(What the exercise asks)
Please work out how many lines in the data below hold the word "tracing", and state only the number.

Dataset entries
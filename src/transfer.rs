use std::collections::{BTreeMap, HashMap, HashSet};

use camino::{Utf8Path, Utf8PathBuf};
use rusqlite::types::{Value, ValueRef};
use rusqlite::{Connection, OpenFlags};
use serde::Serialize;

use crate::central::CentralStore;
use crate::columns::{Aggregate, CRYSTAL_NAME_COLUMN, CRYSTAL_NAME_FIELD, expected_source_columns};
use crate::error::SyncError;

/// Per-run crystal name disambiguation: `X`, then `XI`, then `XII` for every
/// later occurrence.
#[derive(Debug, Clone, Default)]
pub struct CrystalNamer {
    seen: HashMap<String, usize>,
}

impl CrystalNamer {
    pub fn assign(&mut self, name: &str) -> String {
        let count = self.seen.entry(name.to_string()).or_insert(0);
        *count += 1;
        match *count {
            1 => name.to_string(),
            2 => format!("{name}I"),
            _ => format!("{name}II"),
        }
    }
}

/// One source row keyed by source column name.
#[derive(Debug, Clone, Default)]
pub struct SourceRecord {
    values: HashMap<&'static str, Value>,
}

impl SourceRecord {
    pub fn insert(&mut self, column: &'static str, value: Value) {
        self.values.insert(column, value);
    }

    pub fn get(&self, column: &str) -> &Value {
        self.values.get(column).unwrap_or(&Value::Null)
    }
}

/// Column-major rows destined for one aggregate table.
#[derive(Debug, Clone)]
pub struct ColumnBuffer {
    aggregate: Aggregate,
    fields: Vec<&'static str>,
    columns: Vec<Vec<Value>>,
}

impl ColumnBuffer {
    pub fn new(aggregate: Aggregate) -> Self {
        let fields = aggregate.field_names();
        let columns = vec![Vec::new(); fields.len()];
        Self {
            aggregate,
            fields,
            columns,
        }
    }

    pub fn aggregate(&self) -> Aggregate {
        self.aggregate
    }

    pub fn table(&self) -> &'static str {
        self.aggregate.table()
    }

    pub fn fields(&self) -> &[&'static str] {
        &self.fields
    }

    pub fn len(&self) -> usize {
        self.columns.first().map(Vec::len).unwrap_or_default()
    }

    pub fn is_empty(&self) -> bool {
        self.len() == 0
    }

    pub fn push_row(&mut self, row: Vec<Value>) -> Result<(), SyncError> {
        if row.len() != self.fields.len() {
            return Err(SyncError::SourceQuery {
                path: self.table().to_string(),
                message: format!("expected {} values, got {}", self.fields.len(), row.len()),
            });
        }
        for (column, value) in self.columns.iter_mut().zip(row) {
            column.push(value);
        }
        Ok(())
    }

    pub fn row(&self, index: usize) -> impl Iterator<Item = &Value> + '_ {
        self.columns.iter().map(move |column| &column[index])
    }

    pub fn column(&self, field: &str) -> Option<&[Value]> {
        self.fields
            .iter()
            .position(|name| *name == field)
            .map(|idx| self.columns[idx].as_slice())
    }

    fn append(&mut self, other: ColumnBuffer) {
        for (column, values) in self.columns.iter_mut().zip(other.columns) {
            column.extend(values);
        }
    }
}

pub fn empty_buffers() -> Vec<ColumnBuffer> {
    Aggregate::ALL.iter().copied().map(ColumnBuffer::new).collect()
}

#[derive(Debug, Clone, Serialize)]
pub struct FileFailure {
    pub path: String,
    pub error: String,
}

#[derive(Debug, Clone, Default, Serialize)]
pub struct TransferReport {
    pub files_seen: usize,
    pub files_transferred: usize,
    pub failures: Vec<FileFailure>,
    pub rows: BTreeMap<String, usize>,
}

impl TransferReport {
    pub fn marker_text(&self) -> String {
        let mut text = String::from("TransferExperiment DONE\n");
        text.push_str(&format!(
            "files_seen={} files_transferred={} files_failed={}\n",
            self.files_seen,
            self.files_transferred,
            self.failures.len()
        ));
        for (table, count) in &self.rows {
            text.push_str(&format!("{table}={count}\n"));
        }
        for failure in &self.failures {
            text.push_str(&format!("FAILED {}: {}\n", failure.path, failure.error));
        }
        text
    }
}

/// Reads every row of `table` in the soakDB file at `path`, by column name.
pub fn read_source(path: &Utf8Path, table: &str) -> Result<Vec<SourceRecord>, SyncError> {
    let conn = Connection::open_with_flags(
        path.as_std_path(),
        OpenFlags::SQLITE_OPEN_READ_ONLY | OpenFlags::SQLITE_OPEN_NO_MUTEX,
    )
    .map_err(|err| SyncError::SourceOpen {
        path: path.to_string(),
        message: err.to_string(),
    })?;
    let query_error = |err: rusqlite::Error| SyncError::SourceQuery {
        path: path.to_string(),
        message: err.to_string(),
    };

    let present = source_columns(&conn, table).map_err(query_error)?;
    if present.is_empty() {
        return Err(SyncError::SourceQuery {
            path: path.to_string(),
            message: format!("no such table: {table}"),
        });
    }
    let expected = expected_source_columns();
    let missing: Vec<String> = expected
        .iter()
        .filter(|column| !present.contains(&column.to_ascii_lowercase()))
        .map(|column| column.to_string())
        .collect();
    if !missing.is_empty() {
        return Err(SyncError::SchemaMismatch {
            path: path.to_string(),
            missing,
        });
    }

    let select = expected
        .iter()
        .map(|column| format!("\"{column}\""))
        .collect::<Vec<_>>()
        .join(", ");
    let mut stmt = conn
        .prepare(&format!("SELECT {select} FROM \"{table}\""))
        .map_err(query_error)?;
    let mut rows = stmt.query([]).map_err(query_error)?;

    let mut records = Vec::new();
    while let Some(row) = rows.next().map_err(query_error)? {
        let mut record = SourceRecord::default();
        for (idx, column) in expected.iter().enumerate() {
            let value = checked_value(row.get_ref(idx).map_err(query_error)?).map_err(|err| {
                SyncError::SourceQuery {
                    path: path.to_string(),
                    message: format!("row {}, column {column}: {err}", records.len() + 1),
                }
            })?;
            record.insert(*column, value);
        }
        records.push(record);
    }
    Ok(records)
}

/// Owned copy of a source cell; text must be valid UTF-8.
fn checked_value(value: ValueRef<'_>) -> Result<Value, std::str::Utf8Error> {
    Ok(match value {
        ValueRef::Null => Value::Null,
        ValueRef::Integer(number) => Value::Integer(number),
        ValueRef::Real(number) => Value::Real(number),
        ValueRef::Text(bytes) => Value::Text(std::str::from_utf8(bytes)?.to_string()),
        ValueRef::Blob(bytes) => Value::Blob(bytes.to_vec()),
    })
}

fn source_columns(conn: &Connection, table: &str) -> Result<HashSet<String>, rusqlite::Error> {
    let mut stmt = conn.prepare("SELECT name FROM pragma_table_info(?1)")?;
    let names = stmt.query_map([table], |row| row.get::<_, String>(0))?;
    names
        .map(|name| name.map(|name| name.to_ascii_lowercase()))
        .collect()
}

/// Rebuilds the six aggregate tables from a list of soakDB files.
pub struct RecordTransfer {
    source_table: String,
}

impl RecordTransfer {
    pub fn new(source_table: impl Into<String>) -> Self {
        Self {
            source_table: source_table.into(),
        }
    }

    /// Reads all files into fresh buffers. A file that fails at any point is
    /// logged, reported, and contributes no rows.
    pub fn collect(&self, paths: &[Utf8PathBuf]) -> (Vec<ColumnBuffer>, TransferReport) {
        let mut buffers = empty_buffers();
        let mut namer = CrystalNamer::default();
        let mut report = TransferReport {
            files_seen: paths.len(),
            ..TransferReport::default()
        };

        for path in paths {
            let mut staged_namer = namer.clone();
            match self.stage_file(path, &mut staged_namer) {
                Ok(staged) => {
                    let rows = staged.first().map(ColumnBuffer::len).unwrap_or_default();
                    for (buffer, batch) in buffers.iter_mut().zip(staged) {
                        buffer.append(batch);
                    }
                    namer = staged_namer;
                    report.files_transferred += 1;
                    tracing::debug!(path = %path, rows, "soakDB file staged");
                }
                Err(err) => {
                    tracing::warn!(path = %path, error = %err, "skipping soakDB file");
                    report.failures.push(FileFailure {
                        path: path.to_string(),
                        error: err.to_string(),
                    });
                }
            }
        }

        report.rows = buffers
            .iter()
            .map(|buffer| (buffer.table().to_string(), buffer.len()))
            .collect();
        (buffers, report)
    }

    pub fn run(
        &self,
        paths: &[Utf8PathBuf],
        store: &mut CentralStore,
    ) -> Result<TransferReport, SyncError> {
        let (buffers, report) = self.collect(paths);
        store.replace_aggregates(&buffers)?;
        tracing::info!(
            files = report.files_transferred,
            failed = report.failures.len(),
            "aggregate tables replaced"
        );
        Ok(report)
    }

    fn stage_file(
        &self,
        path: &Utf8Path,
        namer: &mut CrystalNamer,
    ) -> Result<Vec<ColumnBuffer>, SyncError> {
        let records = read_source(path, &self.source_table)?;
        let mut staged = empty_buffers();
        for record in &records {
            split_record(record, namer, &mut staged)?;
        }
        Ok(staged)
    }
}

/// Appends one source row to each aggregate buffer.
pub fn split_record(
    record: &SourceRecord,
    namer: &mut CrystalNamer,
    buffers: &mut [ColumnBuffer],
) -> Result<(), SyncError> {
    let crystal_name = record.get(CRYSTAL_NAME_COLUMN).clone();
    let crystal_id = match &crystal_name {
        Value::Null => Value::Null,
        Value::Text(name) => Value::Text(namer.assign(name)),
        Value::Integer(number) => Value::Text(namer.assign(&number.to_string())),
        Value::Real(number) => Value::Text(namer.assign(&number.to_string())),
        Value::Blob(bytes) => Value::Text(namer.assign(&String::from_utf8_lossy(bytes))),
    };

    for buffer in buffers.iter_mut() {
        let aggregate = buffer.aggregate();
        let mut row: Vec<Value> = aggregate
            .columns()
            .iter()
            .map(|(column, _)| record.get(column).clone())
            .collect();
        if !aggregate
            .columns()
            .iter()
            .any(|(_, field)| *field == CRYSTAL_NAME_FIELD)
        {
            row.push(crystal_name.clone());
        }
        row.push(crystal_id.clone());
        buffer.push_row(row)?;
    }
    Ok(())
}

(Response to this exercise)
3